## What you have to do
Beginning with the first line, please repeat the entries exactly and end on the line that contains "use rworkday::models::session::Session;".
· · ·
use rworkday::core::calculator::aggregate::aggregate;
use rworkday::core::calculator::completion::{overtime_minutes, project};
use rworkday::core::calculator::duration::{duration, minutes_between};
use rworkday::core::calculator::parser::parse_time;
use rworkday::core::calculator::remaining::remaining;
use rworkday::models::aggregate::BreakInterval;
use rworkday::models::duration::WorkDuration;
use rworkday::models::session::Session;
use rworkday::models::time_of_day::TimeOfDay;

fn t(h: u32, m: u32) -> TimeOfDay {
    TimeOfDay::new(h, m).unwrap()
}

fn hm(hours: i64, minutes: i64) -> WorkDuration {
    WorkDuration { hours, minutes }
}

// ---------------------------------------------------------------------------
// parse_time
// ---------------------------------------------------------------------------

#[test]
fn test_parse_pm_adds_twelve() {
    let parsed = parse_time("2:30 pm").expect("time");
    assert_eq!((parsed.hours(), parsed.minutes()), (14, 30));
    assert_eq!(parsed.to_string(), "14:30");
}

#[test]
fn test_time_of_day_wraps_minute_offsets() {
    assert_eq!(TimeOfDay::from_minutes_since_midnight(1440 + 75), t(1, 15));
    assert_eq!(TimeOfDay::from_minutes_since_midnight(-30), t(23, 30));
    assert_eq!(t(17, 5).format_12h(), "05:05 pm");
    assert_eq!(t(0, 0).format_12h(), "12:00 am");
}

#[test]
fn test_parse_midnight_and_noon() {
    assert_eq!(parse_time("12:00 am"), Some(t(0, 0)));
    assert_eq!(parse_time("12:15 pm"), Some(t(12, 15)));
}

#[test]
fn test_parse_is_case_insensitive_and_tolerates_no_space() {
    assert_eq!(parse_time("9:05 AM"), Some(t(9, 5)));
    assert_eq!(parse_time("9:05PM"), Some(t(21, 5)));
}

#[test]
fn test_parse_without_period_reads_24h() {
    assert_eq!(parse_time("14:30"), Some(t(14, 30)));
}

#[test]
fn test_parse_absent_values() {
    assert_eq!(parse_time("MISSING"), None);
    assert_eq!(parse_time(""), None);
    assert_eq!(parse_time("   "), None);
}

#[test]
fn test_parse_rejects_out_of_range_and_garbage() {
    assert_eq!(parse_time("25:99 pm"), None);
    assert_eq!(parse_time("13:00 pm"), None);
    assert_eq!(parse_time("0:30 am"), None);
    assert_eq!(parse_time("9:75 am"), None);
    assert_eq!(parse_time("24:00"), None);
    assert_eq!(parse_time("9:00 xm"), None);
    assert_eq!(parse_time("nine o'clock"), None);
}

// ---------------------------------------------------------------------------
// duration
// ---------------------------------------------------------------------------

#[test]
fn test_duration_regular_day() {
    assert_eq!(duration(Some("9:00 am"), Some("5:00 pm"), t(12, 0)), hm(8, 0));
}

#[test]
fn test_duration_wraps_midnight() {
    assert_eq!(duration(Some("11:00 pm"), Some("1:00 am"), t(12, 0)), hm(2, 0));
}

#[test]
fn test_duration_over_twelve_hours_is_zero() {
    assert_eq!(duration(Some("9:00 am"), Some("10:30 pm"), t(12, 0)), hm(0, 0));
}

#[test]
fn test_duration_exactly_twelve_hours_is_kept() {
    assert_eq!(duration(Some("8:00 am"), Some("8:00 pm"), t(12, 0)), hm(12, 0));
}

#[test]
fn test_duration_open_end_uses_now() {
    assert_eq!(duration(Some("9:00 am"), Some("MISSING"), t(11, 15)), hm(2, 15));
}

#[test]
fn test_duration_unparsable_bound_is_zero() {
    assert_eq!(duration(None, Some("5:00 pm"), t(12, 0)), WorkDuration::ZERO);
    assert_eq!(duration(Some("9:00 am"), None, t(12, 0)), WorkDuration::ZERO);
    assert_eq!(duration(Some("MISSING"), Some("5:00 pm"), t(12, 0)), WorkDuration::ZERO);
    assert_eq!(duration(Some("9:00 am"), Some("later"), t(12, 0)), WorkDuration::ZERO);
}

#[test]
fn test_minutes_between_same_time_is_zero() {
    assert_eq!(minutes_between(t(9, 0), t(9, 0)), 0);
}

// ---------------------------------------------------------------------------
// aggregate
// ---------------------------------------------------------------------------

fn two_sessions() -> Vec<Session> {
    vec![
        Session::new("9:00 am", "1:00 pm"),
        Session::new("1:30 pm", "6:00 pm"),
    ]
}

#[test]
fn test_aggregate_two_sessions_with_lunch() {
    let sessions = two_sessions();
    let agg = aggregate(Some(sessions.as_slice()), t(18, 0)).expect("aggregate");

    assert_eq!(agg.total_worked_minutes, 510);
    assert_eq!(agg.total_break_minutes, 30);
    assert_eq!(agg.first_start_time.as_deref(), Some("9:00 am"));
    assert_eq!(agg.breaks, vec![BreakInterval { row: 1, minutes: 30 }]);
    assert_eq!(agg.total_duration(), "8 Hr 30 Min");
    assert!((agg.total_worked_hours() - 8.5).abs() < f64::EPSILON);
}

#[test]
fn test_aggregate_is_repeatable() {
    let sessions = two_sessions();
    let first = aggregate(Some(sessions.as_slice()), t(18, 0));
    let second = aggregate(Some(sessions.as_slice()), t(18, 0));
    assert_eq!(first, second);
}

#[test]
fn test_aggregate_absent_or_empty_is_none() {
    assert_eq!(aggregate(None, t(12, 0)), None);
    assert_eq!(aggregate(Some(&[][..]), t(12, 0)), None);
}

#[test]
fn test_aggregate_open_last_session_runs_until_now() {
    let sessions = vec![
        Session::new("9:00 am", "12:00 pm"),
        Session::open("12:45 pm"),
    ];
    let agg = aggregate(Some(sessions.as_slice()), t(15, 0)).expect("aggregate");

    assert_eq!(agg.total_worked_minutes, 180 + 135);
    assert_eq!(agg.total_break_minutes, 45);
}

#[test]
fn test_aggregate_open_session_before_last_counts_zero() {
    let sessions = vec![Session::open("9:00 am"), Session::new("1:00 pm", "2:00 pm")];
    let agg = aggregate(Some(sessions.as_slice()), t(15, 0)).expect("aggregate");

    assert_eq!(agg.total_worked_minutes, 60);
    assert_eq!(agg.total_break_minutes, 0);
    assert_eq!(agg.breaks, vec![BreakInterval { row: 1, minutes: 0 }]);
}

#[test]
fn test_aggregate_three_sessions_accumulates_breaks() {
    let sessions = vec![
        Session::new("9:00 am", "11:00 am"),
        Session::new("11:15 am", "1:00 pm"),
        Session::new("2:00 pm", "5:30 pm"),
    ];
    let agg = aggregate(Some(sessions.as_slice()), t(18, 0)).expect("aggregate");

    assert_eq!(agg.total_worked_minutes, 120 + 105 + 210);
    assert_eq!(agg.total_break_minutes, 15 + 60);
    assert_eq!(agg.breaks.len(), 2);
    assert_eq!(agg.breaks[1].badge(), "Break: 1h 0m");
}

#[test]
fn test_aggregate_first_row_without_start_has_no_first_clock_in() {
    let sessions = vec![
        Session {
            start: None,
            end: Some("1:00 pm".to_string()),
        },
        Session::new("2:00 pm", "5:00 pm"),
    ];
    let agg = aggregate(Some(sessions.as_slice()), t(18, 0)).expect("aggregate");

    assert_eq!(agg.first_start_time, None);
    assert_eq!(agg.total_worked_minutes, 180);
    assert_eq!(agg.total_break_minutes, 60);
    assert_eq!(agg.breaks, vec![BreakInterval { row: 1, minutes: 60 }]);
}

#[test]
fn test_break_badge_format() {
    assert_eq!(BreakInterval { row: 1, minutes: 30 }.badge(), "Break: 0h 30m");
    assert_eq!(BreakInterval { row: 2, minutes: 75 }.badge(), "Break: 1h 15m");
}

// ---------------------------------------------------------------------------
// project
// ---------------------------------------------------------------------------

#[test]
fn test_project_completed_day_with_overtime() {
    let p = project(Some("9:00 am"), 510, 30);
    assert_eq!(p.completion_time, "05:30 pm (Completed ✓)");
    assert_eq!(p.overtime, "0 Hr 30 Min");
}

#[test]
fn test_project_day_in_progress() {
    let p = project(Some("9:00 am"), 300, 0);
    assert_eq!(p.completion_time, "05:00 pm");
    assert_eq!(p.overtime, "No overtime");
}

#[test]
fn test_project_exactly_eight_hours_is_completed_without_overtime() {
    let p = project(Some("8:30 am"), 480, 45);
    assert_eq!(p.completion_time, "05:15 pm (Completed ✓)");
    assert_eq!(p.overtime, "No overtime");
}

#[test]
fn test_project_wraps_past_midnight() {
    let p = project(Some("8:00 pm"), 0, 0);
    assert_eq!(p.completion_time, "04:00 am");
}

#[test]
fn test_project_without_start_is_not_available() {
    for start in [None, Some("MISSING"), Some("garbage")] {
        let p = project(start, 600, 0);
        assert_eq!(p.completion_time, "N/A");
        assert_eq!(p.overtime, "N/A");
    }
}

#[test]
fn test_overtime_minutes_never_negative() {
    assert_eq!(overtime_minutes(100), 0);
    assert_eq!(overtime_minutes(480), 0);
    assert_eq!(overtime_minutes(545), 65);
}

// ---------------------------------------------------------------------------
// remaining
// ---------------------------------------------------------------------------

#[test]
fn test_remaining_subtracts_breaks() {
    let s = remaining(Some("9:00 am"), 30, t(17, 0)).expect("state");
    assert_eq!(s.remaining_minutes, 30);
    assert!(!s.completed);
    assert_eq!(s.overtime_minutes, 0);
}

#[test]
fn test_remaining_reaches_target() {
    let s = remaining(Some("9:00 am"), 30, t(17, 30)).expect("state");
    assert_eq!(s.remaining_minutes, 0);
    assert!(s.completed);
    assert_eq!(s.overtime_minutes, 0);
}

#[test]
fn test_remaining_reports_overtime_as_positive_magnitude() {
    let s = remaining(Some("9:00 am"), 30, t(18, 0)).expect("state");
    assert_eq!(s.remaining_minutes, 0);
    assert!(s.completed);
    assert_eq!(s.overtime_minutes, 30);
    assert!(s.in_overtime());
}

#[test]
fn test_remaining_start_after_now_counts_from_previous_day() {
    let s = remaining(Some("11:00 pm"), 0, t(1, 0)).expect("state");
    assert_eq!(s.remaining_minutes, 360);
}

#[test]
fn test_remaining_without_start_is_none() {
    assert_eq!(remaining(None, 0, t(12, 0)), None);
    assert_eq!(remaining(Some("MISSING"), 0, t(12, 0)), None);
}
· · ·
## Response area
use rworkday::core::calculator::aggregate::aggregate;
use rworkday::core::calculator::completion::{overtime_minutes, project};
use rworkday::core::calculator::duration::{duration, minutes_between};
use rworkday::core::calculator::parser::parse_time;
use rworkday::core::calculator::remaining::remaining;
use rworkday::models::aggregate::BreakInterval;
use rworkday::models::duration::WorkDuration;
use rworkday::models::session::Session;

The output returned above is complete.